How to complete this task
Work out how many lines of the material below contain the word "Some", then write that number alone.

Records for this exercise
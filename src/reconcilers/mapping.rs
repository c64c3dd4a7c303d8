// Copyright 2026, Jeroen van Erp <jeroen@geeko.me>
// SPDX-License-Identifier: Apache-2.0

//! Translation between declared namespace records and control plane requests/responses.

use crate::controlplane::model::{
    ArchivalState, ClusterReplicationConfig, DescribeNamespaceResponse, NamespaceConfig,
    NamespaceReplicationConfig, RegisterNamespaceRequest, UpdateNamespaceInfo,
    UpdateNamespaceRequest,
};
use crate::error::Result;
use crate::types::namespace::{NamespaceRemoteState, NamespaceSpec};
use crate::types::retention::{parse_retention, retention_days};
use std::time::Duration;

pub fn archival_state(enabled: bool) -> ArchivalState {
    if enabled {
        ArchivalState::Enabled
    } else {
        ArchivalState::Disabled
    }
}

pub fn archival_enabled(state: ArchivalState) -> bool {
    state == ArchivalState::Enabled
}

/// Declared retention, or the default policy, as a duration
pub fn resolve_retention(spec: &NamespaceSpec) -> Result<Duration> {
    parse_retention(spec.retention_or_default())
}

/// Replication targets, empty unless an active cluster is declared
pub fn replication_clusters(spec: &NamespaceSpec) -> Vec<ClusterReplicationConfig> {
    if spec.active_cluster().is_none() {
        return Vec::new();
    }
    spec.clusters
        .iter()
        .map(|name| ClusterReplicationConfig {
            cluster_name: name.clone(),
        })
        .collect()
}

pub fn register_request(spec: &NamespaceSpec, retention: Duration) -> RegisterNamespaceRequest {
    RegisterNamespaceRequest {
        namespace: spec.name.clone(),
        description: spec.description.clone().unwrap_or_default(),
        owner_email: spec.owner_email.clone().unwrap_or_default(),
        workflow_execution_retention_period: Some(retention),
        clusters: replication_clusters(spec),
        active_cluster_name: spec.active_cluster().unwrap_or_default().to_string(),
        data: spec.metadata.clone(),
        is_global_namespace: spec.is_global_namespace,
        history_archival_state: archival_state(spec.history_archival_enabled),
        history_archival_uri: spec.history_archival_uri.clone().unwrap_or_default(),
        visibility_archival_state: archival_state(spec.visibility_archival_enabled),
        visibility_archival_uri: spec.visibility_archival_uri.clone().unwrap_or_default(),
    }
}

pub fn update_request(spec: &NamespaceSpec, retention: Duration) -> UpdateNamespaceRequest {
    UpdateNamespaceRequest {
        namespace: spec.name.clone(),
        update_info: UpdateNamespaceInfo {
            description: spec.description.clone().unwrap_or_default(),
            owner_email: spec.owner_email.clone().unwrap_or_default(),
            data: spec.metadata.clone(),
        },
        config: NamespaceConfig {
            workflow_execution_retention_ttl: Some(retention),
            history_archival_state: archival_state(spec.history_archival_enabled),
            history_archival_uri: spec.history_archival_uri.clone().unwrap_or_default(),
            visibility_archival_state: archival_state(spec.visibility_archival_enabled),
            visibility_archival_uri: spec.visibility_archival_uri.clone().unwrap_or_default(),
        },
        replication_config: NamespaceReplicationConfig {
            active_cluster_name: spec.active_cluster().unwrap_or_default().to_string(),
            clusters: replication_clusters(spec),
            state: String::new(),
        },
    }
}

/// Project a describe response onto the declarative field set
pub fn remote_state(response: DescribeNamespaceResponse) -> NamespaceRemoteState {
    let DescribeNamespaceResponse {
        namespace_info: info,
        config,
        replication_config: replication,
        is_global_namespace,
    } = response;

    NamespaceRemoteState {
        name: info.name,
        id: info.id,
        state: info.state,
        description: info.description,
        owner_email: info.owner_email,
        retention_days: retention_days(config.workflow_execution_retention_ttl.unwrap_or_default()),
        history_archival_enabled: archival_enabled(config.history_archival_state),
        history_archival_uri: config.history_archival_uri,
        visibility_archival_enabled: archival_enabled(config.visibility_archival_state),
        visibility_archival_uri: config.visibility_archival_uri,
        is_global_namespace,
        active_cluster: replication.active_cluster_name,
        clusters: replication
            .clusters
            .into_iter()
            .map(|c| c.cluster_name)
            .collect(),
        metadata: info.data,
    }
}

...

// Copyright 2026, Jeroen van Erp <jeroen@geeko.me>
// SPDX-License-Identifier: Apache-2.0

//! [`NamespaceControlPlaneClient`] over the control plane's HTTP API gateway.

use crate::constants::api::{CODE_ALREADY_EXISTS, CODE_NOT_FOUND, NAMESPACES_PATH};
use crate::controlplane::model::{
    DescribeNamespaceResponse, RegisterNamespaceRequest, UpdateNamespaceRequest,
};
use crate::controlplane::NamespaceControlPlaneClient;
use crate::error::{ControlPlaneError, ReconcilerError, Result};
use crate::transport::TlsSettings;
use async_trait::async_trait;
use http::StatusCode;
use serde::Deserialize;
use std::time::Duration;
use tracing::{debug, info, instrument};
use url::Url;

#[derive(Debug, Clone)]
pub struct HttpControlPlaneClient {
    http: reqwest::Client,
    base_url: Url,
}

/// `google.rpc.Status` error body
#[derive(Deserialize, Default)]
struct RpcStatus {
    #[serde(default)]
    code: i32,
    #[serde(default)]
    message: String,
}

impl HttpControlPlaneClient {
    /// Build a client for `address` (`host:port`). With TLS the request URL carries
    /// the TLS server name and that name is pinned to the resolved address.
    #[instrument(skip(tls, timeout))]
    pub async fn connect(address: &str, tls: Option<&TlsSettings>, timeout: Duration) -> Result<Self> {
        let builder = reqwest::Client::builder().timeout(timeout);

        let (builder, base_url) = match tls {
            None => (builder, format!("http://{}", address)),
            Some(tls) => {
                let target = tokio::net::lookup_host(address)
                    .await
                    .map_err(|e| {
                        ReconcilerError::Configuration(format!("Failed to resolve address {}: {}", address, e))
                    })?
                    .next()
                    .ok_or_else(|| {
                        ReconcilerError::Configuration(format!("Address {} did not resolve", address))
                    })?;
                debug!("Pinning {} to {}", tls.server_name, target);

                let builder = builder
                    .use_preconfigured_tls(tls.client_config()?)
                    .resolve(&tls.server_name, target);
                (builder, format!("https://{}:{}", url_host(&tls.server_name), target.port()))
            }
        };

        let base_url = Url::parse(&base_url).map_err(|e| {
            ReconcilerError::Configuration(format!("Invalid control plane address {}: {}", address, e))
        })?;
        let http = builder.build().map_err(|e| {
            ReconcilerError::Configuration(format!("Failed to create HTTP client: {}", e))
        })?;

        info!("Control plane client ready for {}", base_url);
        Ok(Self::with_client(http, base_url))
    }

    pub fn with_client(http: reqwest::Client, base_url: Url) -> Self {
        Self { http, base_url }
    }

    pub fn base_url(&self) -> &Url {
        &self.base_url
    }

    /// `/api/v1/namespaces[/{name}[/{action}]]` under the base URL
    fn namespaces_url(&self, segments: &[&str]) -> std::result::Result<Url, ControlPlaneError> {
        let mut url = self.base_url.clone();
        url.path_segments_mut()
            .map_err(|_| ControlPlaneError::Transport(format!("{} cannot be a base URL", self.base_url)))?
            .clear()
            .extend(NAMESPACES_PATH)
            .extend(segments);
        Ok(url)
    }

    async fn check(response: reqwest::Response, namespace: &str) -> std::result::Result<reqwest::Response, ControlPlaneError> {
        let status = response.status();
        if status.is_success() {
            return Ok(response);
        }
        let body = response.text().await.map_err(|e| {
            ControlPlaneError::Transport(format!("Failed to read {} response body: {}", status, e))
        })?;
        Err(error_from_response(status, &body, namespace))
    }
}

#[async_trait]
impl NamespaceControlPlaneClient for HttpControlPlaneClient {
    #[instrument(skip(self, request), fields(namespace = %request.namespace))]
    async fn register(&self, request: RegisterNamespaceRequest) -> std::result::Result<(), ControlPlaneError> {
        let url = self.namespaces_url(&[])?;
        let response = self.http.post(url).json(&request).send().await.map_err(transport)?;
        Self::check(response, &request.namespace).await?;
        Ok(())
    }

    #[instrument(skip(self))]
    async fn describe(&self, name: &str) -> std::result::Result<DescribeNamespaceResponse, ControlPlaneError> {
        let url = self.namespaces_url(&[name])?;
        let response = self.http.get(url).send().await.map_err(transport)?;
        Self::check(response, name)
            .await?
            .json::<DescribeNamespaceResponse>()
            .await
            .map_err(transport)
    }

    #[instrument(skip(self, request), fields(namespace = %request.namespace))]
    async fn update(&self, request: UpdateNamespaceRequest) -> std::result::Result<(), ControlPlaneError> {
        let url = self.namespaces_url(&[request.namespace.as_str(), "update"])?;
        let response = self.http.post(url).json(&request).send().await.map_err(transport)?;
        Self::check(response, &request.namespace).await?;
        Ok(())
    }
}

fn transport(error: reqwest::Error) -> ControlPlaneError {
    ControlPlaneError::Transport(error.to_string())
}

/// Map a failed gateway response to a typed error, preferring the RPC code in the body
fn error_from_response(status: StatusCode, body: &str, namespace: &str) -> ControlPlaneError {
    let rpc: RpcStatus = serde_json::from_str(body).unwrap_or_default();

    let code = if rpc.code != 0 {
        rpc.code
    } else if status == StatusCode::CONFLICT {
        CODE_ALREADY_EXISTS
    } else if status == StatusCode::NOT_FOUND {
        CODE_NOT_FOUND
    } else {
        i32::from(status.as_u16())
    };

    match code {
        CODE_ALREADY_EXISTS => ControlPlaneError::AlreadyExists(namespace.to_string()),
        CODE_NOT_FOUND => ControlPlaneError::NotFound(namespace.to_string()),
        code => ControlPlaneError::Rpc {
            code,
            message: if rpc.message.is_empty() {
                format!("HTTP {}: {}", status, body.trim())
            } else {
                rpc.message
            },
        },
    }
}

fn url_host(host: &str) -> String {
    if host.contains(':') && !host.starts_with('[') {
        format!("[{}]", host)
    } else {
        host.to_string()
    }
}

Result
3